Stored data:
-------------------------

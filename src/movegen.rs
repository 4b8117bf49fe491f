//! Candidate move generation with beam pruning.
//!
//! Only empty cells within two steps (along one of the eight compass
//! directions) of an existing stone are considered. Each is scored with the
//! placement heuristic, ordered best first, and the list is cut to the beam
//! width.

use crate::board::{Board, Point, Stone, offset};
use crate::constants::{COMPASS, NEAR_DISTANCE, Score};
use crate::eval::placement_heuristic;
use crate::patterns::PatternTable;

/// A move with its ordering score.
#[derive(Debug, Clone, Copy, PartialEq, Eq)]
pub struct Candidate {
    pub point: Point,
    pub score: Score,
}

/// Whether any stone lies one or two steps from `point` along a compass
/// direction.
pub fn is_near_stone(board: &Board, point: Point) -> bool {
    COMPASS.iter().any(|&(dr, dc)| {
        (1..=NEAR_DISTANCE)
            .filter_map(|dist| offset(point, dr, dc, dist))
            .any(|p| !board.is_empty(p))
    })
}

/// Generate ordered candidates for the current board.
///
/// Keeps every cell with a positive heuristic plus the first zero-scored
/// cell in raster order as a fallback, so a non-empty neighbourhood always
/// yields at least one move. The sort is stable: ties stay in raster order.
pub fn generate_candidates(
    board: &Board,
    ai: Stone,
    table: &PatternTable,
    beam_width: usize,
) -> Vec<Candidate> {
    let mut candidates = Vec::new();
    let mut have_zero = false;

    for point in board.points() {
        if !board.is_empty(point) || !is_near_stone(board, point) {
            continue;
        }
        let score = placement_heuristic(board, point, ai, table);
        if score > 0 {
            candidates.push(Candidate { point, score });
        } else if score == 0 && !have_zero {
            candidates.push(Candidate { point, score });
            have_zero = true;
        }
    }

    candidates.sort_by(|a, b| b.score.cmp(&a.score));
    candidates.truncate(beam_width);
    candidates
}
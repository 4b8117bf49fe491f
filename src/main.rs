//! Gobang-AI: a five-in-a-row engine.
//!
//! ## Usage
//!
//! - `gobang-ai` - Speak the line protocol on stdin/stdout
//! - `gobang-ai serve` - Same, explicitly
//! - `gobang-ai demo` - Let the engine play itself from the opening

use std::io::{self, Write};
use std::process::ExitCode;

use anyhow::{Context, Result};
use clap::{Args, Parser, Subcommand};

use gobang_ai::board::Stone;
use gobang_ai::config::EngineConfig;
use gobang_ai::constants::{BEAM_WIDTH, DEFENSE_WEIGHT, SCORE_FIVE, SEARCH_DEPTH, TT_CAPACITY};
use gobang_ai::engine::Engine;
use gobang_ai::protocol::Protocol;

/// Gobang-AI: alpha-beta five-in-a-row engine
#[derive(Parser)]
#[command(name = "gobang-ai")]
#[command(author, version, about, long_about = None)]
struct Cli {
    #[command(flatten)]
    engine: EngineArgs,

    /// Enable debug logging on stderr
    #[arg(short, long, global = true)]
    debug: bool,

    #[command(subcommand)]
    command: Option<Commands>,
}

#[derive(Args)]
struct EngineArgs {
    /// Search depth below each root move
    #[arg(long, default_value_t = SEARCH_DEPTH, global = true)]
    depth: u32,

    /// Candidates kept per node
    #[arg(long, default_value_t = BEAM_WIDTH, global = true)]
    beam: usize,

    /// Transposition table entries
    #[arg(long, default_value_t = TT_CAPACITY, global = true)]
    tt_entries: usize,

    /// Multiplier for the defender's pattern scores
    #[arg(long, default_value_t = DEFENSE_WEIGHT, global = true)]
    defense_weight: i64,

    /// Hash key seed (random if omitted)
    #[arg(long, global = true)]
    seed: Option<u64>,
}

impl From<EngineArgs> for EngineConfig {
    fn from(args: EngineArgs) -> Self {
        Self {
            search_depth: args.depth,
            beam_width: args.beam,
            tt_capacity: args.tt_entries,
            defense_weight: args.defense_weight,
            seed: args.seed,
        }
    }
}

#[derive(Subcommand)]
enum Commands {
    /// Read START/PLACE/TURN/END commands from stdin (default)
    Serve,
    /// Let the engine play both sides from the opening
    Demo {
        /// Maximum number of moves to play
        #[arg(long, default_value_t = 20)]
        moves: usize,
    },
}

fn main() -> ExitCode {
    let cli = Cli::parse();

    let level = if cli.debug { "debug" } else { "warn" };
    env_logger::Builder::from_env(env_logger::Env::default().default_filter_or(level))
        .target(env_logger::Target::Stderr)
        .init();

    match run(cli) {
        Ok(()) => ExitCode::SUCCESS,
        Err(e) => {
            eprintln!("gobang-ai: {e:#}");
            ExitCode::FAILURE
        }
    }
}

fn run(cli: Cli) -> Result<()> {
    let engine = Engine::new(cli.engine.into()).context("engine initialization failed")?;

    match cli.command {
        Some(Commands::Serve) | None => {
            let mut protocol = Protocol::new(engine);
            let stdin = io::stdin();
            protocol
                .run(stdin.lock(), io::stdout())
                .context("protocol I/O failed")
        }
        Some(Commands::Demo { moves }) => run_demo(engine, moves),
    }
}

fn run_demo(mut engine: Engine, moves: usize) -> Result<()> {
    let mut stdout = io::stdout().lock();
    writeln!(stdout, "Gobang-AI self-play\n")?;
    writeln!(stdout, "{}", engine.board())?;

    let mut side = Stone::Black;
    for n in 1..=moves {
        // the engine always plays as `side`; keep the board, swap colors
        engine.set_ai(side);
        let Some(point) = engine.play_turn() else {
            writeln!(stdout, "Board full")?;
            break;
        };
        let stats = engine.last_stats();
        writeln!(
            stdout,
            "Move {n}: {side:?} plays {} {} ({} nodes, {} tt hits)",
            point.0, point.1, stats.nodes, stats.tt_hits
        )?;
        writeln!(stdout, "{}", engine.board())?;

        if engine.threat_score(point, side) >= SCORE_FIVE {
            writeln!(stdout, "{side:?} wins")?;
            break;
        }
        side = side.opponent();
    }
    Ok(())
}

-------------------------

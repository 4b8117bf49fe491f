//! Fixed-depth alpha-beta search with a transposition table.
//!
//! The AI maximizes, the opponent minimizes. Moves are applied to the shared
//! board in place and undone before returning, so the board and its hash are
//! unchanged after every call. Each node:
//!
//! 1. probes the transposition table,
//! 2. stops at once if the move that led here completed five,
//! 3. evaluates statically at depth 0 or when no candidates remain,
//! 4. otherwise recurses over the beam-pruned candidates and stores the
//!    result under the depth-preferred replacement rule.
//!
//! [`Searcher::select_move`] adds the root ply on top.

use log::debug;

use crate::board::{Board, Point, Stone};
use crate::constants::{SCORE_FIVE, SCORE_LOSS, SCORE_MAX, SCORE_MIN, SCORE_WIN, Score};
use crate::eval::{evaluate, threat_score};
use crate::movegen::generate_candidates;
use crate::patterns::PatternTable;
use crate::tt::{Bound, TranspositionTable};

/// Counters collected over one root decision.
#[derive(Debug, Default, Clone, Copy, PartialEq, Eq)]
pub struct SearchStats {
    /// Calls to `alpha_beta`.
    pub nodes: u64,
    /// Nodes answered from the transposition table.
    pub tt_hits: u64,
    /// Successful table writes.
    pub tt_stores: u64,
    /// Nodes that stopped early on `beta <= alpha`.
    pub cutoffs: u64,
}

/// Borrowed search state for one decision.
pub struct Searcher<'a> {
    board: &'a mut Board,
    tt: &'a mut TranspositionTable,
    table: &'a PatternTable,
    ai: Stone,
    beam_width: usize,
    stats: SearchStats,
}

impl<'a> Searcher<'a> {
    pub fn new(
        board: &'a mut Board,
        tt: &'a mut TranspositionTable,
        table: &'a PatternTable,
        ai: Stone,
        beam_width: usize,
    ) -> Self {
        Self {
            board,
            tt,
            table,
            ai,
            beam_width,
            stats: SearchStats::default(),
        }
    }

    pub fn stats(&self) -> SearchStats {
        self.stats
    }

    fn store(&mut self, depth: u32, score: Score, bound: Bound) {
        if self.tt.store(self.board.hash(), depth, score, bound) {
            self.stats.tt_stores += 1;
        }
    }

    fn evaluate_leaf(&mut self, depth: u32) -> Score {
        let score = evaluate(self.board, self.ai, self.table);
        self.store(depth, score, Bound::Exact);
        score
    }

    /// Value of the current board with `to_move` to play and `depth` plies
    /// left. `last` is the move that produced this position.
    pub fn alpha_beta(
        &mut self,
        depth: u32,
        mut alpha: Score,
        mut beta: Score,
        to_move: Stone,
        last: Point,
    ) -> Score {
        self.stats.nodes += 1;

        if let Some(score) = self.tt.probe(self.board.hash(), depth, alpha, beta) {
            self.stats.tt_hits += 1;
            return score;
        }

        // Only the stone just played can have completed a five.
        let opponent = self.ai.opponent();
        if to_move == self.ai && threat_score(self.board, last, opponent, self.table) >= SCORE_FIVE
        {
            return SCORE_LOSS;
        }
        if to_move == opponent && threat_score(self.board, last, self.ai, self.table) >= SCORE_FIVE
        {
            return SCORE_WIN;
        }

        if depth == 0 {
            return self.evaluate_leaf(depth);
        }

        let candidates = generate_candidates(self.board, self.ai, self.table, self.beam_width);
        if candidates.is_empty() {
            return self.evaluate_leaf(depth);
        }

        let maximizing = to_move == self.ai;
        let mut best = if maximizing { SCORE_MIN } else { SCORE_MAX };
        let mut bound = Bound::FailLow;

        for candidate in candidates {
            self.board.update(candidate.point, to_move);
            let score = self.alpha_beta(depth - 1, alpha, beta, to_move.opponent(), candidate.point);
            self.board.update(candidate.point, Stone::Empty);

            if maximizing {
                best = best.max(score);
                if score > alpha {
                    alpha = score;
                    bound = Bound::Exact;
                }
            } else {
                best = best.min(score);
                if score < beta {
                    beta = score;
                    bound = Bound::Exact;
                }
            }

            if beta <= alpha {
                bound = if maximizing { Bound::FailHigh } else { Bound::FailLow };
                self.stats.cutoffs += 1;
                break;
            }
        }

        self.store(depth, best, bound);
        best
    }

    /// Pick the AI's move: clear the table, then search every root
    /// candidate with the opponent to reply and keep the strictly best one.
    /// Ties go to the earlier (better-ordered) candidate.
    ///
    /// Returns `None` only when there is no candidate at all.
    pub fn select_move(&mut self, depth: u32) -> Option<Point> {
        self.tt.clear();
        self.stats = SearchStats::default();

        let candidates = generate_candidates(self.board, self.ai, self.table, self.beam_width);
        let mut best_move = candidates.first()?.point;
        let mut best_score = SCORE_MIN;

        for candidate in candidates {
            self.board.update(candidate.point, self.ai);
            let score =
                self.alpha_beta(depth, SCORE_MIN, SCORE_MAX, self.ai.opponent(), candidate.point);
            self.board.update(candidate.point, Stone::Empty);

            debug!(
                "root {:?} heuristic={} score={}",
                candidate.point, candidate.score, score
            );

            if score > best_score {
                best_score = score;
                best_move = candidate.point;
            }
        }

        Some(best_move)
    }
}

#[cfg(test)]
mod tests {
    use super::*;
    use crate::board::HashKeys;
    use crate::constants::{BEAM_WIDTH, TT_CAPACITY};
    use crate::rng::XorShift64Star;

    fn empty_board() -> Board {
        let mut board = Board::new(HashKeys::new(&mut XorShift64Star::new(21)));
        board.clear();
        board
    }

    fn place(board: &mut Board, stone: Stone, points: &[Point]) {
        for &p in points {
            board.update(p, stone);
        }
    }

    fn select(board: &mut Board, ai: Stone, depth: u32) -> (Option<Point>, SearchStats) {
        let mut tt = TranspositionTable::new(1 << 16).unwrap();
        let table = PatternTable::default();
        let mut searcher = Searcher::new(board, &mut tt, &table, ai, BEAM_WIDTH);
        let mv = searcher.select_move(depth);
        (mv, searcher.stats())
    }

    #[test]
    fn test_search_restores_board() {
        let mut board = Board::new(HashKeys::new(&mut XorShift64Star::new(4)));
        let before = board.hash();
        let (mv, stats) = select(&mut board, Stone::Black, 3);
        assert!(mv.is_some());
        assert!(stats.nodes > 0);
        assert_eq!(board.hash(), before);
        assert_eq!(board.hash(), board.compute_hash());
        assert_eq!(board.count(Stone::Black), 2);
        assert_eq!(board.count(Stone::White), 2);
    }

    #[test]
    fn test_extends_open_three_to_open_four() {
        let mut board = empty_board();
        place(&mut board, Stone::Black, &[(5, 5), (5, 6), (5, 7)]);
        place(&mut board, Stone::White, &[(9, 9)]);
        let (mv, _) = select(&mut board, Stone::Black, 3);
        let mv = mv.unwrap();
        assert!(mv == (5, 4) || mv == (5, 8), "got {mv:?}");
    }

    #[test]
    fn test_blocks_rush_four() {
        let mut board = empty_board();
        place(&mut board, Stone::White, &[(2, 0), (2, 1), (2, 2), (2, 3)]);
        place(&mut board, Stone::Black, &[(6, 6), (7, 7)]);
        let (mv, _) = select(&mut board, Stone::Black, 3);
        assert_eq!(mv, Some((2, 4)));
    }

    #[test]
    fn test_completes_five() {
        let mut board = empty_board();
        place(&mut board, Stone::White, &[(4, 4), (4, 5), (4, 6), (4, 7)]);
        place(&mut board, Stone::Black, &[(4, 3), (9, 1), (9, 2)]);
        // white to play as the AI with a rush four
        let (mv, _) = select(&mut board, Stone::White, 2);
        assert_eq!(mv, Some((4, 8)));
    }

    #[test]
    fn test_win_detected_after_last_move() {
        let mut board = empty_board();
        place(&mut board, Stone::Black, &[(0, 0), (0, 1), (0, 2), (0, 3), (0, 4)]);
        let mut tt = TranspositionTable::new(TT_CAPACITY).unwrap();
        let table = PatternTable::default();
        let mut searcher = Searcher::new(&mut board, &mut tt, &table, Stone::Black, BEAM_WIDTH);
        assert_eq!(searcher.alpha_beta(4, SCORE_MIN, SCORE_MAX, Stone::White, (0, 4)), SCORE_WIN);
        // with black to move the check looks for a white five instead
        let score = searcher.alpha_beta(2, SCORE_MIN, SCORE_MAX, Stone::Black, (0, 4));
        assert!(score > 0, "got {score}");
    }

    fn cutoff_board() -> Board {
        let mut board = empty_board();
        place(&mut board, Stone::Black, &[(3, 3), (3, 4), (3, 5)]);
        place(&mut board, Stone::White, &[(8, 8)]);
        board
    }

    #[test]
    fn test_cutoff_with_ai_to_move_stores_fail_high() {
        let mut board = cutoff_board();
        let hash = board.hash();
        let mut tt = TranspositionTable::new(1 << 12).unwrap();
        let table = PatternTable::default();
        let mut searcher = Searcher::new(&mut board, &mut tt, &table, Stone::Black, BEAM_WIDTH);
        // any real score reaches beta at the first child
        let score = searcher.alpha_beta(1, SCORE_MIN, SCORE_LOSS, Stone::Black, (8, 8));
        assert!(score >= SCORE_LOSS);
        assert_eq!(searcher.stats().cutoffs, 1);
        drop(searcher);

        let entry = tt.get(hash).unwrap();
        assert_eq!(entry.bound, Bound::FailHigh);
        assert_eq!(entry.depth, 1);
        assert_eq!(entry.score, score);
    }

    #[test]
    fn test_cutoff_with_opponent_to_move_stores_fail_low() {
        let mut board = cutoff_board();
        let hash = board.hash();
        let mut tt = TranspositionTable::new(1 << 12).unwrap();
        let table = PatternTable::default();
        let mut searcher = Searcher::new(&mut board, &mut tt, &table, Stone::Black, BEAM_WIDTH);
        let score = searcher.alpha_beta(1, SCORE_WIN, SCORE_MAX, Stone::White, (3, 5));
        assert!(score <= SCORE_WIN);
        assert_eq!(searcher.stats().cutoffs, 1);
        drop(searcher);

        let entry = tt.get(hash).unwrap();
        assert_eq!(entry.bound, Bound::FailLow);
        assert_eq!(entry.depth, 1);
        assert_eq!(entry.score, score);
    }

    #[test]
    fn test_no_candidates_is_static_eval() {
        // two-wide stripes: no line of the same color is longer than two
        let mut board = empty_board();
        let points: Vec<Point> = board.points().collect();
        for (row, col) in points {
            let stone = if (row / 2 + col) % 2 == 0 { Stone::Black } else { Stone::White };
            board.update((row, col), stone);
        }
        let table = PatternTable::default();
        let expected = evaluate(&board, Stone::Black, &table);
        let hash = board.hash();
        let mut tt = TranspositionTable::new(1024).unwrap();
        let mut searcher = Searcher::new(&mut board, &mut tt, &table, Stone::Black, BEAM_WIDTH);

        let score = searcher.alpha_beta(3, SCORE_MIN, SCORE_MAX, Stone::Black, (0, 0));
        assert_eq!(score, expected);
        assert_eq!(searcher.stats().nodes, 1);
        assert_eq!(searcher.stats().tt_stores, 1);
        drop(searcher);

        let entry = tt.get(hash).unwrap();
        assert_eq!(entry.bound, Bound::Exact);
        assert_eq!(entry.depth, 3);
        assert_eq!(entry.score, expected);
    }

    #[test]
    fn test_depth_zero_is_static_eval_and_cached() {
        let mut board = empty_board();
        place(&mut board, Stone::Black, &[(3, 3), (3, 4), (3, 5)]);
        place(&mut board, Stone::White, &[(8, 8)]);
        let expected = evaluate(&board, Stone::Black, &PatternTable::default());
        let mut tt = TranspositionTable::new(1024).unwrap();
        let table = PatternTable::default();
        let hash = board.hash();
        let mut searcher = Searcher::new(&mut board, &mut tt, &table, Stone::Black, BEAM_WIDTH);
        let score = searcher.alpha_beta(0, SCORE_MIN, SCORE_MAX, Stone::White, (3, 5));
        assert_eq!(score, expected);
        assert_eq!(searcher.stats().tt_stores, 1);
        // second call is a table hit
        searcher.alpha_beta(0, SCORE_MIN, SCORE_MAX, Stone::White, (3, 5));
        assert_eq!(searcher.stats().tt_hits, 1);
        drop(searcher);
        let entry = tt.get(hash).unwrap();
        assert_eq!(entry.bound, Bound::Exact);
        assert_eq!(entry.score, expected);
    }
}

-------------------------

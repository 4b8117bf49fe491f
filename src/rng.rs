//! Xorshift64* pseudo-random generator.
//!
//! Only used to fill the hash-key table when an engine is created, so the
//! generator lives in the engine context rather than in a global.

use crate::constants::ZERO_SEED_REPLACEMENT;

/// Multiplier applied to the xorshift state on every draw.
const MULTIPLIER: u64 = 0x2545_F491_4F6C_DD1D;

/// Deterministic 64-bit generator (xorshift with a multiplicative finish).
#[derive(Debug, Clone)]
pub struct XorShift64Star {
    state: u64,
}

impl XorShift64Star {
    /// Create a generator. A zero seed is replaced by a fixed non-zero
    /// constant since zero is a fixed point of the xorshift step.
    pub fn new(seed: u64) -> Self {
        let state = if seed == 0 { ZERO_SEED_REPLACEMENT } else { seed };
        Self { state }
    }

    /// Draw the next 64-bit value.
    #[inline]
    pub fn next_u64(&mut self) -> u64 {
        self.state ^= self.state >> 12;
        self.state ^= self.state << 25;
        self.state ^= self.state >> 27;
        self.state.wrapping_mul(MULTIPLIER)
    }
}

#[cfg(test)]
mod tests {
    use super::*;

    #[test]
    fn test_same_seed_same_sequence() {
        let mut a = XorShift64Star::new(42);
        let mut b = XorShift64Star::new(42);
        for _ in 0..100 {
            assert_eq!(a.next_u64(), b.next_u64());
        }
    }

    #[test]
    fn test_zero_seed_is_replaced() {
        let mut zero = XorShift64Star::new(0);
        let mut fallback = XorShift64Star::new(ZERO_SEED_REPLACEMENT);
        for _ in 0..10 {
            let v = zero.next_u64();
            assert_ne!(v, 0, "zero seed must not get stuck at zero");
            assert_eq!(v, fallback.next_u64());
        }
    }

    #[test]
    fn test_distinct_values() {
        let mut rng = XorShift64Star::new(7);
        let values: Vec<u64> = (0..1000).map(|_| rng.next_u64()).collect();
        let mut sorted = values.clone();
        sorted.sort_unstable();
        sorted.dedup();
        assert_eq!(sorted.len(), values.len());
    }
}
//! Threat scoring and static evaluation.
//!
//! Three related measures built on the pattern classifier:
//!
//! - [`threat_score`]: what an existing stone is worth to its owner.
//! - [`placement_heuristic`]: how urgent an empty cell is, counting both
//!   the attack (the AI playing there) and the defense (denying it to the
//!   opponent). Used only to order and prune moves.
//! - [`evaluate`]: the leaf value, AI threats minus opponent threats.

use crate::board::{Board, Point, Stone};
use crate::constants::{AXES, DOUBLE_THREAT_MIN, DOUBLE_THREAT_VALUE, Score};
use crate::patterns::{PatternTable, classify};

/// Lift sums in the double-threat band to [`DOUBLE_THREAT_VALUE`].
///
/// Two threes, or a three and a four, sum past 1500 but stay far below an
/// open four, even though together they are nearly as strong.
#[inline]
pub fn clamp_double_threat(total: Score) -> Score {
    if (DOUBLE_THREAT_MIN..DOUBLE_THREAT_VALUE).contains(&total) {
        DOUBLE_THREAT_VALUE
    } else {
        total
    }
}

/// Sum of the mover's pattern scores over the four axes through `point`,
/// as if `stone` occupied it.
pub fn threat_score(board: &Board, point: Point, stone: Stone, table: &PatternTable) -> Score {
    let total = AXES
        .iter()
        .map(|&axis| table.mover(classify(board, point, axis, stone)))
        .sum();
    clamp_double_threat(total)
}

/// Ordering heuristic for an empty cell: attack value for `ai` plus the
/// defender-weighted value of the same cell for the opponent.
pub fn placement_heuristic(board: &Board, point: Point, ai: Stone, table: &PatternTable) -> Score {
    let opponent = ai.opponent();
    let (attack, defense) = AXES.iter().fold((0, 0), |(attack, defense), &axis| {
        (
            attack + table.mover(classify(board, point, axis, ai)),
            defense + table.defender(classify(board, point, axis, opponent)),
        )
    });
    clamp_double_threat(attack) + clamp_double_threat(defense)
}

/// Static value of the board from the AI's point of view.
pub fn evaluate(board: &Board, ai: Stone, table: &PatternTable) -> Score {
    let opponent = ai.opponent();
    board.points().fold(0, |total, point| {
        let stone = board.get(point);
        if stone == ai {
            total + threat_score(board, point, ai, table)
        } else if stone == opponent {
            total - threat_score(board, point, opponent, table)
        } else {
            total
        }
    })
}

-------------------------

Try it:
If a line in the data above includes the string "ExitCode", copy it.

Completed task:
use std::process::ExitCode;
fn main() -> ExitCode {
        Ok(()) => ExitCode::SUCCESS,
            ExitCode::FAILURE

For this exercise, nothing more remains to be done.